Child poverty means also that children cannot accomplish a healthy life, develop intellectual skills, have adequate physical and emotional conditions, between other aspects: The State of the World’s Children 2005 affirms that ‘child poverty’ implies deprivations that have been identified as the lack of material, spiritual and emotional resources, necessary for children to survive, develop, and flourish; which prevents them from enjoying their rights, achieving their full potential to participate as full members of society (UNICEF, 2004).
Additional studies have included other child poverty dimensions. In Argentina, MCP has been studied considering deprivations due to deficiencies in stimulation and by taking into account indicators concerning to reading stories, playing with children, attending educational centers and physical or verbal abuse, among others (Tuñón et al. 2015). Biggeri et al (2010) add care, autonomy and social inclusion.
Currently, there are advances in the understanding of poverty as a multidimensional problem, particularly from the social-rights based approach, in which the relational character of child poverty is also considered, i.e. several actors are involved such as the causes of poverty as well as the assessment of impacts of governmental action on the communities experiencing poverty, since the social rights framework renders obligations to the State Parties (Donald & Mottershaw, 2009; Espíndola et al., 2017).
Mexico has advocated a comprehensive human rights framework for the measurement of poverty but needs to transit to reliable and valid measure of MCP, based on ‘child-specific indicators’. UNICEF has mentioned that the inclusion of child-specific needs can improve the measurement of child poverty (UNECE, 2020). There is a progress in normative terms in Mexico, as the LGDNNA was enacted to accomplish the rights of children and guarantee their care and integral development (DOF, 2014).
From these points of view, we define child poverty as the lack of adequate living standards that prevent children from living decently and realizing their physical, social, cultural, psychological, emotional and mental development; aspects that are also related with children’s wellbeing and health. All conditions and circumstances that prevent children from achieving decent standards of living that are related to their social and human rights, we define them as deprivations, which in terms of the social rights-based approach are seen as violations of the rights of children. All those deprivations and conditions that threaten children's wellbeing and child development mean poverty.

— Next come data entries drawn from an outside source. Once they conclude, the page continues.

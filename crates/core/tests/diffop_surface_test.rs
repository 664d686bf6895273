use std::collections::BTreeSet;

#[path = "support/diffop_fixtures.rs"]
mod diffop_fixtures;

use diffop_fixtures::{
    EXPECTED_COLUMN_CHANGE_VARIANT_COUNT, EXPECTED_DIFFOP_VARIANT_COUNT,
    EXPECTED_DOMAIN_CHANGE_VARIANT_COUNT, EXPECTED_SEQUENCE_CHANGE_VARIANT_COUNT,
    EXPECTED_TYPE_CHANGE_VARIANT_COUNT, all_column_change_variants, all_diffop_variants,
    all_domain_change_variants, all_sequence_change_variants, all_type_change_variants,
    column_change_variant_tag, diffop_variant_tag, domain_change_variant_tag,
    sequence_change_variant_tag, type_change_variant_tag,
};
use schemadrift_core::DiffOp;

#[test]
fn diffop_surface_includes_major_variants() {
    let variants = all_diffop_variants();

    assert!(
        variants
            .iter()
            .any(|op| matches!(op, DiffOp::DropForeignKey { .. }))
    );
    assert!(variants.iter().any(|op| matches!(op, DiffOp::Grant(_))));
    assert!(
        variants
            .iter()
            .any(|op| matches!(op, DiffOp::AlterDomain { .. }))
    );
}

#[test]
fn all_diffop_variants_are_listed_once() {
    let variants = all_diffop_variants();
    let tags = variants
        .iter()
        .map(diffop_variant_tag)
        .collect::<BTreeSet<_>>();

    assert_eq!(
        variants.len(),
        EXPECTED_DIFFOP_VARIANT_COUNT,
        "all_diffop_variants() must list every DiffOp variant",
    );
    assert_eq!(
        tags.len(),
        variants.len(),
        "all_diffop_variants() must not include duplicates",
    );
}

#[test]
fn change_enum_surfaces_are_listed_once() {
    let column_changes = all_column_change_variants();
    let sequence_changes = all_sequence_change_variants();
    let type_changes = all_type_change_variants();
    let domain_changes = all_domain_change_variants();

    assert_eq!(
        column_changes
            .iter()
            .map(column_change_variant_tag)
            .collect::<BTreeSet<_>>()
            .len(),
        EXPECTED_COLUMN_CHANGE_VARIANT_COUNT,
    );
    assert_eq!(
        sequence_changes
            .iter()
            .map(sequence_change_variant_tag)
            .collect::<BTreeSet<_>>()
            .len(),
        EXPECTED_SEQUENCE_CHANGE_VARIANT_COUNT,
    );
    assert_eq!(
        type_changes
            .iter()
            .map(type_change_variant_tag)
            .collect::<BTreeSet<_>>()
            .len(),
        EXPECTED_TYPE_CHANGE_VARIANT_COUNT,
    );
    assert_eq!(
        domain_changes
            .iter()
            .map(domain_change_variant_tag)
            .collect::<BTreeSet<_>>()
            .len(),
        EXPECTED_DOMAIN_CHANGE_VARIANT_COUNT,
    );
}
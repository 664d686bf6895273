use std::collections::BTreeMap;

use schemadrift_core::{
    Column, DataType, DiffConfig, DiffEngine, DiffOp, Expr, Ident, IndexColumn, IndexDef,
    IndexOwner, QualifiedName, SchemaObject, Table, Value,
};

const INDEX_RENAMED_FROM_EXTRA_KEY: &str = "schemadrift.renamed_from";

fn ident(value: &str) -> Ident {
    Ident::unquoted(value)
}

fn qualified(name: &str) -> QualifiedName {
    QualifiedName {
        schema: Some(ident("public")),
        name: ident(name),
    }
}

fn with_enable_drop(enable_drop: bool) -> DiffConfig {
    DiffConfig {
        enable_drop,
        ..DiffConfig::default()
    }
}

fn column(name: &str, renamed_from: Option<&str>) -> Column {
    Column {
        name: ident(name),
        data_type: DataType::BigInt,
        not_null: true,
        default: None,
        identity: None,
        generated: None,
        comment: None,
        collation: None,
        renamed_from: renamed_from.map(ident),
        extra: BTreeMap::new(),
    }
}

fn table(name: &str, renamed_from: Option<&str>, columns: Vec<Column>) -> Table {
    Table {
        name: qualified(name),
        columns,
        primary_key: None,
        foreign_keys: Vec::new(),
        checks: Vec::new(),
        exclusions: Vec::new(),
        options: Default::default(),
        partition: None,
        renamed_from: renamed_from.map(ident),
    }
}

fn index(owner_table: &str, name: &str, renamed_from: Option<&str>) -> IndexDef {
    let mut extra = BTreeMap::new();
    if let Some(from) = renamed_from {
        extra.insert(
            INDEX_RENAMED_FROM_EXTRA_KEY.to_string(),
            Value::String(from.to_string()),
        );
    }

    IndexDef {
        name: Some(ident(name)),
        owner: IndexOwner::Table(qualified(owner_table)),
        columns: vec![IndexColumn {
            expr: Expr::Ident(ident("id")),
        }],
        unique: false,
        method: Some("btree".to_string()),
        where_clause: None,
        concurrent: false,
        extra,
    }
}

#[test]
fn emits_rename_table_when_desired_table_has_renamed_from() {
    let engine = DiffEngine::new();

    let desired = vec![SchemaObject::Table(table(
        "users",
        Some("users_old"),
        vec![column("id", None)],
    ))];
    let current = vec![SchemaObject::Table(table(
        "users_old",
        None,
        vec![column("id", None)],
    ))];

    let ops = engine
        .diff(&desired, &current, &with_enable_drop(true))
        .expect("diff should succeed");

    assert_eq!(
        ops,
        vec![DiffOp::RenameTable {
            from: qualified("users_old"),
            to: qualified("users"),
        }]
    );
}

#[test]
fn emits_rename_column_when_desired_column_has_renamed_from() {
    let engine = DiffEngine::new();

    let desired = vec![SchemaObject::Table(table(
        "users",
        None,
        vec![column("user_id", Some("id"))],
    ))];
    let current = vec![SchemaObject::Table(table(
        "users",
        None,
        vec![column("id", None)],
    ))];

    let ops = engine
        .diff(&desired, &current, &with_enable_drop(true))
        .expect("diff should succeed");

    assert_eq!(
        ops,
        vec![DiffOp::RenameColumn {
            table: qualified("users"),
            from: ident("id"),
            to: ident("user_id"),
        }]
    );
}

#[test]
fn emits_rename_index_when_desired_index_has_renamed_from_metadata() {
    let engine = DiffEngine::new();

    let desired = vec![
        SchemaObject::Table(table("users", None, vec![column("id", None)])),
        SchemaObject::Index(index("users", "users_id_idx", Some("users_old_id_idx"))),
    ];
    let current = vec![
        SchemaObject::Table(table("users", None, vec![column("id", None)])),
        SchemaObject::Index(index("users", "users_old_id_idx", None)),
    ];

    let ops = engine
        .diff(&desired, &current, &with_enable_drop(true))
        .expect("diff should succeed");

    assert_eq!(
        ops,
        vec![DiffOp::RenameIndex {
            owner: IndexOwner::Table(qualified("users")),
            from: ident("users_old_id_idx"),
            to: ident("users_id_idx"),
        }]
    );
}

#[test]
fn does_not_emit_rename_ops_without_annotation_metadata() {
    let engine = DiffEngine::new();

    let table_ops = engine
        .diff(
            &[SchemaObject::Table(table(
                "users",
                None,
                vec![column("id", None)],
            ))],
            &[SchemaObject::Table(table(
                "users_old",
                None,
                vec![column("id", None)],
            ))],
            &with_enable_drop(true),
        )
        .expect("table diff should succeed");
    assert!(table_ops.contains(&DiffOp::CreateTable(table(
        "users",
        None,
        vec![column("id", None)],
    ))));
    assert!(table_ops.contains(&DiffOp::DropTable(qualified("users_old"))));
    assert!(
        !table_ops
            .iter()
            .any(|op| matches!(op, DiffOp::RenameTable { .. }))
    );

    let column_ops = engine
        .diff(
            &[SchemaObject::Table(table(
                "users",
                None,
                vec![column("user_id", None)],
            ))],
            &[SchemaObject::Table(table(
                "users",
                None,
                vec![column("id", None)],
            ))],
            &with_enable_drop(true),
        )
        .expect("column diff should succeed");
    assert!(column_ops.contains(&DiffOp::AddColumn {
        table: qualified("users"),
        column: Box::new(column("user_id", None)),
        position: None,
    }));
    assert!(column_ops.contains(&DiffOp::DropColumn {
        table: qualified("users"),
        column: ident("id"),
    }));
    assert!(
        !column_ops
            .iter()
            .any(|op| matches!(op, DiffOp::RenameColumn { .. }))
    );

    let index_ops = engine
        .diff(
            &[
                SchemaObject::Table(table("users", None, vec![column("id", None)])),
                SchemaObject::Index(index("users", "users_id_idx", None)),
            ],
            &[
                SchemaObject::Table(table("users", None, vec![column("id", None)])),
                SchemaObject::Index(index("users", "users_old_id_idx", None)),
            ],
            &with_enable_drop(true),
        )
        .expect("index diff should succeed");
    assert!(index_ops.contains(&DiffOp::AddIndex(index("users", "users_id_idx", None))));
    assert!(index_ops.contains(&DiffOp::DropIndex {
        owner: IndexOwner::Table(qualified("users")),
        name: ident("users_old_id_idx"),
    }));
    assert!(
        !index_ops
            .iter()
            .any(|op| matches!(op, DiffOp::RenameIndex { .. }))
    );
}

We have identified the child rights based upon the LGDNNA (Table 1). This law establishes in its Article 15 that girls, boys and adolescents should enjoy a life in accordance with their dignity and their integral development through the accomplishment of the following rights:
4 Data and Methods
We have carried out this study based upon secondary data analysis and our approach is quantitative. The data used in this study come from the UNICEF’s Multiple Indicator Cluster Surveys (MICS) in order to estimate groups of MCP in Mexico. The 2015 MICS is the first survey carried out in Mexico focused on child wellbeing. It is worth noting that the MICS survey has been used by scholars to present research studies related to child deprivation and malnutrition, for example, Pomati and Nandy (2019) show evidence of the prevalence of multiple anthropometric failures for children under five from West and Central Africa. Also, Biggeri and Cuesta (2021) explain that there is a wide range of domains included in the MICS survey that are systematically collected, related to domestic violence, health, sanitation, life satisfaction, discrimination, etc. Additionally, the scholars also indicate that the new round of MICS detects whether the drinking water of the household is contaminated, so that there are domains at the individual and household level that will be taken into account in this study, to estimate MCP for the Mexican children.

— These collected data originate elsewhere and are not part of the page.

fn normalize_identifier_case(object: &mut SchemaObject) {
    match object {
        SchemaObject::Table(table) => {
            normalize_qualified_name(&mut table.name);
            if let Some(renamed_from) = &mut table.renamed_from {
                normalize_ident(renamed_from);
            }
            for column in &mut table.columns {
                normalize_ident(&mut column.name);
                if let Some(renamed_from) = &mut column.renamed_from {
                    normalize_ident(renamed_from);
                }
            }
            if let Some(primary_key) = &mut table.primary_key {
                if let Some(name) = &mut primary_key.name {
                    normalize_ident(name);
                }
                for column in &mut primary_key.columns {
                    normalize_ident(column);
                }
            }
            for foreign_key in &mut table.foreign_keys {
                if let Some(name) = &mut foreign_key.name {
                    normalize_ident(name);
                }
                for column in &mut foreign_key.columns {
                    normalize_ident(column);
                }
                normalize_qualified_name(&mut foreign_key.referenced_table);
                for column in &mut foreign_key.referenced_columns {
                    normalize_ident(column);
                }
            }
            for check in &mut table.checks {
                if let Some(name) = &mut check.name {
                    normalize_ident(name);
                }
            }
            for exclusion in &mut table.exclusions {
                if let Some(name) = &mut exclusion.name {
                    normalize_ident(name);
                }
            }
            if let Some(partition) = &mut table.partition {
                for column in &mut partition.columns {
                    normalize_ident(column);
                }
                for element in &mut partition.partitions {
                    normalize_ident(&mut element.name);
                }
            }
        }
        SchemaObject::View(view) => {
            normalize_qualified_name(&mut view.name);
            for column in &mut view.columns {
                normalize_ident(column);
            }
            if let Some(renamed_from) = &mut view.renamed_from {
                normalize_ident(renamed_from);
            }
        }
        SchemaObject::MaterializedView(view) => {
            normalize_qualified_name(&mut view.name);
            for column in &mut view.columns {
                normalize_ident(&mut column.name);
                if let Some(renamed_from) = &mut column.renamed_from {
                    normalize_ident(renamed_from);
                }
            }
            if let Some(renamed_from) = &mut view.renamed_from {
                normalize_ident(renamed_from);
            }
        }
        SchemaObject::Index(index) => {
            if let Some(name) = &mut index.name {
                normalize_ident(name);
            }
            normalize_index_owner(&mut index.owner);
        }
        SchemaObject::Sequence(sequence) => {
            normalize_qualified_name(&mut sequence.name);
            if let Some((table, column)) = &mut sequence.owned_by {
                normalize_qualified_name(table);
                normalize_ident(column);
            }
        }
        SchemaObject::Trigger(trigger) => {
            normalize_qualified_name(&mut trigger.name);
            normalize_qualified_name(&mut trigger.table);
        }
        SchemaObject::Function(function) => {
            normalize_qualified_name(&mut function.name);
            for param in &mut function.params {
                if let Some(name) = &mut param.name {
                    normalize_ident(name);
                }
            }
        }
        SchemaObject::Type(type_def) => normalize_qualified_name(&mut type_def.name),
        SchemaObject::Domain(domain) => normalize_qualified_name(&mut domain.name),
        SchemaObject::Extension(extension) => {
            normalize_ident(&mut extension.name);
            if let Some(schema) = &mut extension.schema {
                normalize_ident(schema);
            }
        }
        SchemaObject::Schema(schema) => normalize_ident(&mut schema.name),
        SchemaObject::Comment(comment) => normalize_comment_target(&mut comment.target),
        SchemaObject::Privilege(privilege) => {
            normalize_privilege_object(&mut privilege.on);
            normalize_ident(&mut privilege.grantee);
        }
        SchemaObject::Policy(policy) => {
            normalize_ident(&mut policy.name);
            normalize_qualified_name(&mut policy.table);
            for role in &mut policy.roles {
                normalize_ident(role);
            }
        }
    }
}

fn normalize_index_owner(owner: &mut IndexOwner) {
    match owner {
        IndexOwner::Table(name) | IndexOwner::View(name) | IndexOwner::MaterializedView(name) => {
            normalize_qualified_name(name);
        }
    }
}

fn normalize_comment_target(target: &mut CommentTarget) {
    match target {
        CommentTarget::Table(name)
        | CommentTarget::Index(name)
        | CommentTarget::View(name)
        | CommentTarget::MaterializedView(name)
        | CommentTarget::Sequence(name)
        | CommentTarget::Trigger(name)
        | CommentTarget::Function(name)
        | CommentTarget::Type(name)
        | CommentTarget::Domain(name) => normalize_qualified_name(name),
        CommentTarget::Column { table, column } => {
            normalize_qualified_name(table);
            normalize_ident(column);
        }
        CommentTarget::Extension(name) | CommentTarget::Schema(name) => normalize_ident(name),
    }
}

fn normalize_privilege_object(object: &mut PrivilegeObject) {
    match object {
        PrivilegeObject::Table(name)
        | PrivilegeObject::View(name)
        | PrivilegeObject::MaterializedView(name)
        | PrivilegeObject::Sequence(name)
        | PrivilegeObject::Domain(name)
        | PrivilegeObject::Type(name)
        | PrivilegeObject::Function(name) => normalize_qualified_name(name),
        PrivilegeObject::Schema(name) | PrivilegeObject::Database(name) => normalize_ident(name),
    }
}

We use the 2015 Mexican MICS survey carried out by UNICEF and the National Institute of Public Health of Mexico (INSP).Footnote 7 UNICEF and INSP called the Mexican survey “Encuesta Nacional de los Niños, Niñas y Mujeres en México” (ENIM), however, the survey was designed and developed based on the MICS theoretical framework and includes the same variables of the general MICS data surveys. The Mexican 2015 data survey is representative for children and mothers or principal carers who were interviewed at the time of the survey. Data are also representative for five regions of Mexico, these are: Northwest, Northeast, Center, Mexico City and the State of Mexico, as well as the South of the country (INSP & UNICEF, 2016). The MICS surveys are also based on data collected at community, household, and individual level, and are representative both nationally and sub-nationally, by regions and type of localities (Pomati & Nandy, 2019).

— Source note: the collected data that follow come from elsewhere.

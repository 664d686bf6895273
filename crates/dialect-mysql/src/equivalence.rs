use schemadrift_core::{EquivalencePolicy, Expr};

#[derive(Debug, Clone, Copy, Default)]
pub(crate) struct MysqlEquivalencePolicy;

pub(crate) static MYSQL_EQUIVALENCE_POLICY: MysqlEquivalencePolicy = MysqlEquivalencePolicy;

impl EquivalencePolicy for MysqlEquivalencePolicy {
    fn is_equivalent_expr(&self, left: &Expr, right: &Expr) -> bool {
        let Some(left_canonical) = canonical_expr(left) else {
            return false;
        };
        let Some(right_canonical) = canonical_expr(right) else {
            return false;
        };

        left_canonical == right_canonical
    }
}

/// Normalization owns structural expression canonicalization in MySQL. This
/// policy is only a residual safety valve for `Expr::Raw` spellings that
/// remain textually different after normalization (whitespace, redundant
/// parens around a `CHECK`/`DEFAULT` clause).
fn canonical_expr(expr: &Expr) -> Option<String> {
    match expr {
        Expr::Raw(raw) => Some(canonical_raw_expr(raw)),
        Expr::Paren(inner) => canonical_expr(inner),
        _ => None,
    }
}

fn canonical_raw_expr(raw: &str) -> String {
    let collapsed = collapse_whitespace(raw);
    strip_redundant_outer_parens(collapsed)
}

fn strip_redundant_outer_parens(input: String) -> String {
    let mut candidate = input;
    loop {
        let trimmed = candidate.trim();
        if !trimmed.starts_with('(') || !trimmed.ends_with(')') {
            return trimmed.to_string();
        }
        if !outer_parens_wrap_entire_expr(trimmed) {
            return trimmed.to_string();
        }

        let inner = trimmed
            .strip_prefix('(')
            .and_then(|s| s.strip_suffix(')'))
            .unwrap_or(trimmed)
            .trim();
        candidate = inner.to_string();
    }
}

fn outer_parens_wrap_entire_expr(expr: &str) -> bool {
    let mut depth = 0i32;
    let mut in_quote = false;
    let mut chars = expr.char_indices().peekable();

    while let Some((_index, ch)) = chars.next() {
        if ch == '\'' {
            if in_quote {
                if matches!(chars.peek(), Some((_, '\''))) {
                    chars.next();
                } else {
                    in_quote = false;
                }
            } else {
                in_quote = true;
            }
            continue;
        }

        if in_quote {
            continue;
        }

        match ch {
            '(' => depth += 1,
            ')' => {
                depth -= 1;
                if depth < 0 {
                    return false;
                }
                if depth == 0 && chars.peek().is_some() {
                    return false;
                }
            }
            _ => {}
        }
    }

    depth == 0 && !in_quote
}

fn collapse_whitespace(input: &str) -> String {
    let mut output = String::with_capacity(input.len());
    let mut in_quote = false;
    let mut pending_space = false;

    for ch in input.chars() {
        if ch == '\'' {
            if pending_space && !output.is_empty() {
                output.push(' ');
            }
            pending_space = false;
            output.push(ch);
            in_quote = !in_quote;
            continue;
        }

        if !in_quote && ch.is_whitespace() {
            pending_space = true;
            continue;
        }

        if pending_space && !output.is_empty() {
            output.push(' ');
        }
        pending_space = false;
        output.push(ch);
    }

    output.trim().to_string()
}
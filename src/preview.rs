use egui::{Painter, Pos2, Stroke as EguiStroke, Vec2};

use crate::element::{Element, INK, draw_glyph};

/// Transient tool indicator that follows the pointer between placements.
///
/// At most one preview exists at a time; it is rebuilt on every hover
/// move and dropped the moment a placement starts or the pointer is
/// released.
#[derive(Clone, Debug, PartialEq)]
pub enum Preview {
    /// Unfilled circle whose diameter matches the active brush width
    Brush { position: Pos2, width: f32 },
    /// Copy of the selected glyph, drawn exactly like a placed sticker
    Sticker { glyph: String, position: Pos2 },
}

impl Element for Preview {
    fn element_type(&self) -> &'static str {
        match self {
            Preview::Brush { .. } => "brush-preview",
            Preview::Sticker { .. } => "sticker-preview",
        }
    }

    fn draw(&self, painter: &Painter, origin: Vec2) {
        match self {
            Preview::Brush { position, width } => {
                painter.circle_stroke(*position + origin, width / 2.0, EguiStroke::new(1.0, INK));
            }
            Preview::Sticker { glyph, position } => {
                draw_glyph(painter, glyph, *position + origin);
            }
        }
    }
}
use egui::Pos2;

use crate::element::{Sticker, Stroke};

/// Committed surface content: strokes and stickers in insertion order.
#[derive(Debug, Default)]
pub struct Document {
    strokes: Vec<Stroke>,
    stickers: Vec<Sticker>,
}

impl Document {
    pub fn new() -> Self {
        Self::default()
    }

    pub fn add_stroke(&mut self, stroke: Stroke) {
        self.strokes.push(stroke);
    }

    pub fn add_sticker(&mut self, sticker: Sticker) {
        self.stickers.push(sticker);
    }

    pub fn strokes(&self) -> &[Stroke] {
        &self.strokes
    }

    pub fn stickers(&self) -> &[Sticker] {
        &self.stickers
    }

    // The in-progress stroke is always the most recently committed one
    pub fn grow_last_stroke(&mut self, point: Pos2) {
        if let Some(stroke) = self.strokes.last_mut() {
            stroke.grow(point);
        }
    }

    pub fn drag_last_sticker(&mut self, position: Pos2) {
        if let Some(sticker) = self.stickers.last_mut() {
            sticker.drag_to(position);
        }
    }

    pub fn remove_last_stroke(&mut self) -> Option<Stroke> {
        self.strokes.pop()
    }

    pub fn clear(&mut self) {
        self.strokes.clear();
        self.stickers.clear();
    }
}
#![cfg_attr(not(debug_assertions), windows_subsystem = "windows")] // hide console window on Windows in release

// When compiling natively:
#[cfg(not(target_arch = "wasm32"))]
fn main() -> eframe::Result {
    env_logger::init(); // Log to stderr (if you run with `RUST_LOG=debug`).

    let native_options = eframe::NativeOptions {
        viewport: egui::ViewportBuilder::default()
            .with_inner_size([460.0, 330.0])
            .with_min_inner_size([460.0, 330.0]),
        ..Default::default()
    };
    eframe::run_native(
        "sketchpad",
        native_options,
        Box::new(|cc| Ok(Box::new(sketchpad::SketchpadApp::new(cc)))),
    )
}

// When compiling to web using trunk:
#[cfg(target_arch = "wasm32")]
fn main() {
    use eframe::wasm_bindgen::JsCast as _;

    // Redirect `log` message to `console.log` and friends:
    eframe::WebLogger::init(log::LevelFilter::Debug).ok();

    let web_options = eframe::WebOptions::default();

    wasm_bindgen_futures::spawn_local(async {
        let document = web_sys::window()
            .expect("No window")
            .document()
            .expect("No document");

        let canvas = document
            .get_element_by_id("the_canvas_id")
            .expect("Failed to find the_canvas_id")
            .dyn_into::<web_sys::HtmlCanvasElement>()
            .expect("the_canvas_id was not a HtmlCanvasElement");

        let start_result = eframe::WebRunner::new()
            .start(
                canvas,
                web_options,
                Box::new(|cc| Ok(Box::new(sketchpad::SketchpadApp::new(cc)))),
            )
            .await;

        // Remove the loading text and spinner:
        if let Some(loading_text) = document.get_element_by_id("loading_text") {
            match start_result {
                Ok(_) => {
                    loading_text.remove();
                }
                Err(e) => {
                    loading_text.set_inner_html(
                        "<p> The app has crashed. See the developer console for details. </p>",
                    );
                    panic!("Failed to start eframe: {e:?}");
                }
            }
        }
    });
}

MICS surveys consist of a probabilistic and stratified sample design, and the selection at each stage is strictly random. The 2015 Mexican MICS survey contains 8,216 eligible children aged under five years and 8,066 women or tutors who were interviewed and are our target population in this study. The response rate was of 98.2 per cent. There are 2,948 indigenous children, who represent 37% of the sample. The information provided by the respondents is anonymous.Footnote 8 The survey includes different domains to analyze the children and women’s wellbeing, which are: (a) Water and Sanitation; (b) Children’s health; (c) Functioning and disability; (d) Child Development; (e) Nutrition; (f) Literacy and Education; (g) Aids and sexual behavior; (h) Subjective well-being and depressive symptomatology; i) Child protection; (j) Reproductive health; (k) Access to the media and use of information/communication technologies (INSP & UNICEF, 2016). For this study, we have considered the survey domains that are related to our theoretical definition of MCP.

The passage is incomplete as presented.